Who’s In My Head?

The Skinner Box

                        Have you ever wondered if it’s possible to control someone’s thoughts or actions?  Are you as skeptical as I am when you see a hypnotist turn a normal panel of subjects into a live action “Old McDonald’s Farm”? 

                          Well, I can tell you without flinching that we are being manipulated on a daily basis.  It may not come in the form of a barn yard sing-a-long, but it strikes the subconscious, like a bullet, and you suddenly have a feeling, or an urge, as though you as an individual had to do something.  Have you ever noticed how every pizza commercial shows an image of a single slice being gently pulled away from a freshly baked pie?  Doesn’t It bring back fond memories of…yesterday, or the day before when you ordered your last pizza?  Advertising like this attacks the consumer on a variety of levels. One. It’s pizza, and we all know a little something about that.  Two.  The texture of cheese on the pallet is a unique experience, and by capturing the melting molten cheese it is tapping into you tastes memory.  Seeing steam rise off of the product is another way of reminding you of the smell.  After watching a pizza commercial you are left with an empty satisfaction like you just relived a past experience, but you want to have that experience again, right now.

                          Without focusing too much on the advertising industry, I want to break away, and arrive at some of the science behind mind control.

                           We all know Psychology is a huge field of study, where a clinical psychologist knows little to nothing about what a behavioral psychologist does, and vice versa.  I can assure you the clinical types are the least of your worries, so the next time you have to go to the shrink, just remember, they probably don’t do tests on rats between patients.

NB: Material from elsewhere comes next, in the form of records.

// crates/testbed-object-store/src/store.rs
// ============================================================================
// Module: Bucket Store Backends
// Description: Bucket-scoped blob operations over memory or S3.
// Purpose: Give fixtures an isolated key/value namespace with discriminated
//          errors for provisioning decisions.
// Dependencies: aws-config, aws-sdk-s3, tokio, thiserror
// ============================================================================

//! ## Overview
//! [`BucketStore`] is the seam between fixture provisioning and storage:
//! bucket create/head/delete plus object put/get/delete/list. Two backends
//! implement it:
//!
//! - [`MemoryBucketStore`] — a mutex-guarded in-memory map, the mock used by
//!   unit and integration suites; all state discards wholesale when the
//!   value drops.
//! - [`S3BucketStore`] — an S3-compatible endpoint via `aws-sdk-s3`, driven
//!   synchronously on an owned runtime so fixtures stay single-threaded.
//!
//! ## Invariants
//! - `create_bucket` on an existing bucket fails with `AlreadyExists`;
//!   callers probe with `head_bucket` and create only on `NotFound`.
//! - `put_object` is an unconditional overwrite.
//! - `delete_bucket` on a non-empty bucket fails with `NotEmpty`; teardown
//!   deletes objects first.

// ============================================================================
// SECTION: Imports
// ============================================================================

use std::collections::BTreeMap;
use std::future::Future;
use std::sync::Mutex;

use aws_config::BehaviorVersion;
use aws_config::Region;
use aws_sdk_s3::Client;
use aws_sdk_s3::error::ProvideErrorMetadata;
use aws_sdk_s3::primitives::ByteStream;
use thiserror::Error;
use tokio::runtime::Handle;
use tokio::runtime::Runtime;
use tokio::runtime::RuntimeFlavor;

use crate::config::ObjectStoreConfig;

// ============================================================================
// SECTION: Errors
// ============================================================================

/// Bucket store errors, discriminated for provisioning decisions.
#[derive(Debug, Error)]
pub enum BucketStoreError {
    /// Bucket does not exist.
    #[error("bucket not found: {bucket}")]
    NotFound {
        /// Requested bucket.
        bucket: String,
    },
    /// Bucket already exists.
    #[error("bucket already exists: {bucket}")]
    AlreadyExists {
        /// Requested bucket.
        bucket: String,
    },
    /// Bucket still contains objects.
    #[error("bucket not empty: {bucket}")]
    NotEmpty {
        /// Requested bucket.
        bucket: String,
    },
    /// Object does not exist.
    #[error("no such key: {bucket}/{key}")]
    NoSuchKey {
        /// Bucket holding the namespace.
        bucket: String,
        /// Requested key.
        key: String,
    },
    /// Invalid input (bucket name, key, configuration).
    #[error("bucket store invalid: {0}")]
    Invalid(String),
    /// Backend returned an error.
    #[error("bucket store backend error: {0}")]
    Backend(String),
    /// Local I/O or runtime failure.
    #[error("bucket store io error: {0}")]
    Io(String),
}

// ============================================================================
// SECTION: Store Seam
// ============================================================================

/// Bucket-scoped blob operations used by fixtures.
pub trait BucketStore: Send + Sync {
    /// Creates a bucket; fails with `AlreadyExists` when present.
    ///
    /// # Errors
    ///
    /// Returns [`BucketStoreError`] on conflict or backend failure.
    fn create_bucket(&self, bucket: &str) -> Result<(), BucketStoreError>;

    /// Probes bucket existence; `NotFound` when absent.
    ///
    /// # Errors
    ///
    /// Returns [`BucketStoreError`] when absent or on backend failure.
    fn head_bucket(&self, bucket: &str) -> Result<(), BucketStoreError>;

    /// Deletes an empty bucket; `NotEmpty` when objects remain.
    ///
    /// # Errors
    ///
    /// Returns [`BucketStoreError`] on residue, absence, or backend failure.
    fn delete_bucket(&self, bucket: &str) -> Result<(), BucketStoreError>;

    /// Writes an object, overwriting any previous body.
    ///
    /// # Errors
    ///
    /// Returns [`BucketStoreError`] when the bucket is absent or the backend
    /// fails.
    fn put_object(&self, bucket: &str, key: &str, body: Vec<u8>) -> Result<(), BucketStoreError>;

    /// Reads an object's full body.
    ///
    /// # Errors
    ///
    /// Returns [`BucketStoreError::NoSuchKey`] when absent.
    fn get_object(&self, bucket: &str, key: &str) -> Result<Vec<u8>, BucketStoreError>;

    /// Deletes an object; deleting an absent key is a no-op.
    ///
    /// # Errors
    ///
    /// Returns [`BucketStoreError`] when the bucket is absent or the backend
    /// fails.
    fn delete_object(&self, bucket: &str, key: &str) -> Result<(), BucketStoreError>;

    /// Lists all keys in the bucket, sorted.
    ///
    /// # Errors
    ///
    /// Returns [`BucketStoreError`] when the bucket is absent or the backend
    /// fails.
    fn list_keys(&self, bucket: &str) -> Result<Vec<String>, BucketStoreError>;
}

// ============================================================================
// SECTION: Memory Backend
// ============================================================================

/// Bucket contents: key to body.
type Objects = BTreeMap<String, Vec<u8>>;

/// In-memory mock store; the whole namespace discards when dropped.
#[derive(Debug, Default)]
pub struct MemoryBucketStore {
    /// Buckets by name.
    buckets: Mutex<BTreeMap<String, Objects>>,
}

impl MemoryBucketStore {
    /// Creates an empty store.
    #[must_use]
    pub fn new() -> Self {
        Self::default()
    }

    /// Locks the bucket map, mapping poisoning onto an I/O error.
    fn lock(&self) -> Result<std::sync::MutexGuard<'_, BTreeMap<String, Objects>>, BucketStoreError>
    {
        self.buckets.lock().map_err(|_| BucketStoreError::Io("bucket store lock poisoned".to_string()))
    }
}

impl BucketStore for MemoryBucketStore {
    fn create_bucket(&self, bucket: &str) -> Result<(), BucketStoreError> {
        if !crate::config::is_valid_bucket_name(bucket) {
            return Err(BucketStoreError::Invalid(format!("invalid bucket name: {bucket:?}")));
        }
        let mut buckets = self.lock()?;
        if buckets.contains_key(bucket) {
            return Err(BucketStoreError::AlreadyExists {
                bucket: bucket.to_string(),
            });
        }
        buckets.insert(bucket.to_string(), Objects::new());
        Ok(())
    }

    fn head_bucket(&self, bucket: &str) -> Result<(), BucketStoreError> {
        if self.lock()?.contains_key(bucket) {
            Ok(())
        } else {
            Err(BucketStoreError::NotFound {
                bucket: bucket.to_string(),
            })
        }
    }

    fn delete_bucket(&self, bucket: &str) -> Result<(), BucketStoreError> {
        let mut buckets = self.lock()?;
        let Some(objects) = buckets.get(bucket) else {
            return Err(BucketStoreError::NotFound {
                bucket: bucket.to_string(),
            });
        };
        if !objects.is_empty() {
            return Err(BucketStoreError::NotEmpty {
                bucket: bucket.to_string(),
            });
        }
        buckets.remove(bucket);
        Ok(())
    }

    fn put_object(&self, bucket: &str, key: &str, body: Vec<u8>) -> Result<(), BucketStoreError> {
        let mut buckets = self.lock()?;
        let objects = buckets.get_mut(bucket).ok_or_else(|| BucketStoreError::NotFound {
            bucket: bucket.to_string(),
        })?;
        objects.insert(key.to_string(), body);
        Ok(())
    }

    fn get_object(&self, bucket: &str, key: &str) -> Result<Vec<u8>, BucketStoreError> {
        let buckets = self.lock()?;
        let objects = buckets.get(bucket).ok_or_else(|| BucketStoreError::NotFound {
            bucket: bucket.to_string(),
        })?;
        objects.get(key).cloned().ok_or_else(|| BucketStoreError::NoSuchKey {
            bucket: bucket.to_string(),
            key: key.to_string(),
        })
    }

    fn delete_object(&self, bucket: &str, key: &str) -> Result<(), BucketStoreError> {
        let mut buckets = self.lock()?;
        let objects = buckets.get_mut(bucket).ok_or_else(|| BucketStoreError::NotFound {
            bucket: bucket.to_string(),
        })?;
        objects.remove(key);
        Ok(())
    }

    fn list_keys(&self, bucket: &str) -> Result<Vec<String>, BucketStoreError> {
        let buckets = self.lock()?;
        let objects = buckets.get(bucket).ok_or_else(|| BucketStoreError::NotFound {
            bucket: bucket.to_string(),
        })?;
        Ok(objects.keys().cloned().collect())
    }
}
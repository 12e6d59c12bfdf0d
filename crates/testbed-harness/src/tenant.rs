// crates/testbed-harness/src/tenant.rs
// ============================================================================
// Module: Tenant Resolution
// Description: Tenant dependency seam for in-process test clients.
// Purpose: Resolve the caller's tenant from request headers, with a fixed
//          stand-in installable for one test's scope.
// Dependencies: axum, testbed-core, thiserror
// ============================================================================

//! ## Overview
//! Services under test resolve their tenant from request credentials. The
//! harness models that as a [`TenantResolver`] seam registered in the
//! override registry: the real [`HeaderTenantResolver`] checks a bearer
//! token header, and tests substitute a [`StaticTenantResolver`] for the
//! duration of one scope. Handlers resolve through
//! [`resolve_tenant`], so an installed override is visible to every request
//! the test client makes — and to nothing outside the owning guard.
//!
//! ## Invariants
//! - Resolution fails closed: missing or mismatched credentials deny.
//! - Overrides are scoped; a dropped guard restores the header resolver.

// ============================================================================
// SECTION: Imports
// ============================================================================

use std::sync::Arc;

use axum::http::HeaderMap;
use testbed_core::OverrideError;
use testbed_core::OverrideRegistry;
use thiserror::Error;

// ============================================================================
// SECTION: Constants
// ============================================================================

/// Header carrying the tenant bearer token.
pub const TOKEN_HEADER: &str = "x-api-token";

/// Dependency key the tenant resolver registers under.
pub const TENANT_RESOLVER: &str = "tenant_resolver";

// ============================================================================
// SECTION: Errors
// ============================================================================

/// Tenant resolution errors.
#[derive(Debug, Error, PartialEq, Eq)]
pub enum AuthError {
    /// Token header absent.
    #[error("missing {TOKEN_HEADER} header")]
    MissingToken,
    /// Token header present but wrong.
    #[error("invalid token")]
    InvalidToken,
    /// Resolver could not be resolved from the registry.
    #[error("tenant resolver unavailable: {0}")]
    Unavailable(String),
}

// ============================================================================
// SECTION: Tenant Context
// ============================================================================

/// The resolved tenant identity for one request.
#[derive(Debug, Clone, PartialEq, Eq)]
pub struct TenantContext {
    /// Tenant name.
    pub name: String,
}

impl TenantContext {
    /// Creates a context for a named tenant.
    #[must_use]
    pub fn new(name: &str) -> Self {
        Self {
            name: name.to_string(),
        }
    }
}

// ============================================================================
// SECTION: Resolver Seam
// ============================================================================

/// Tenant resolution interface.
pub trait TenantResolver: Send + Sync {
    /// Resolves the tenant for a request, failing closed.
    ///
    /// # Errors
    ///
    /// Returns [`AuthError`] when credentials are missing or wrong.
    fn resolve(&self, headers: &HeaderMap) -> Result<TenantContext, AuthError>;
}

/// Shared resolver handle stored in the override registry.
pub type SharedTenantResolver = Arc<dyn TenantResolver>;

/// Real resolver: checks the bearer token header against a fixed token.
#[derive(Debug)]
pub struct HeaderTenantResolver {
    /// Tenant granted on a token match.
    tenant: TenantContext,
    /// Accepted token value.
    token: String,
}

impl HeaderTenantResolver {
    /// Creates a resolver granting `tenant` for `token`.
    #[must_use]
    pub fn new(tenant: TenantContext, token: &str) -> Self {
        Self {
            tenant,
            token: token.to_string(),
        }
    }
}

impl TenantResolver for HeaderTenantResolver {
    fn resolve(&self, headers: &HeaderMap) -> Result<TenantContext, AuthError> {
        let presented = headers
            .get(TOKEN_HEADER)
            .and_then(|value| value.to_str().ok())
            .ok_or(AuthError::MissingToken)?;
        if presented == self.token {
            Ok(self.tenant.clone())
        } else {
            Err(AuthError::InvalidToken)
        }
    }
}

/// Test stand-in: always resolves a fixed tenant, ignoring credentials.
#[derive(Debug)]
pub struct StaticTenantResolver {
    /// Tenant returned for every request.
    tenant: TenantContext,
}

impl StaticTenantResolver {
    /// Creates a resolver pinned to `tenant`.
    #[must_use]
    pub const fn new(tenant: TenantContext) -> Self {
        Self {
            tenant,
        }
    }
}

impl TenantResolver for StaticTenantResolver {
    fn resolve(&self, _headers: &HeaderMap) -> Result<TenantContext, AuthError> {
        Ok(self.tenant.clone())
    }
}

// ============================================================================
// SECTION: Registry Integration
// ============================================================================

/// Resolves the tenant through whichever resolver is currently installed.
///
/// # Errors
///
/// Returns [`AuthError`] when no resolver is registered or resolution fails.
pub fn resolve_tenant(
    registry: &OverrideRegistry,
    headers: &HeaderMap,
) -> Result<TenantContext, AuthError> {
    let resolver: Arc<SharedTenantResolver> = registry
        .resolve::<SharedTenantResolver>(TENANT_RESOLVER)
        .map_err(|err: OverrideError| AuthError::Unavailable(err.to_string()))?;
    resolver.resolve(headers)
}

// ============================================================================
// SECTION: Tests
// ============================================================================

                             B.F. Skinner was an amazing behavioral Psychologist.  In my opinion his discoveries are as consequential as say Einstein’s Theory of relativity.  Skinner did a series of experiments using rats, and pigeons.  He was able to get a recurring response with random or fixed intervals of praise in a device called an Operant conditioning chamber, or Skinner box.  When a pigeon was placed in this box, it was given food sometimes at regular intervals and sometimes at irregular intervals.  In both cases the pigeons would perform tasks without being commanded to do so.  For instance some pigeons would perform the same series of movements over and over again until they received their prize, thinking that the ritual they were practicing actually had some reward. 

                                Two conditions had to occur in this situation.  One the subject had to desire something and in this case the pigeon desired food, because it put into the box without having any food prior to the experiment.  The second condition was that the reward had to come within a certain period of time, but could still be random.   What this proves is that a ratio of positive and negative reinforcement is necessary in keeping the attention of the subject.  This is very important when considering mind control.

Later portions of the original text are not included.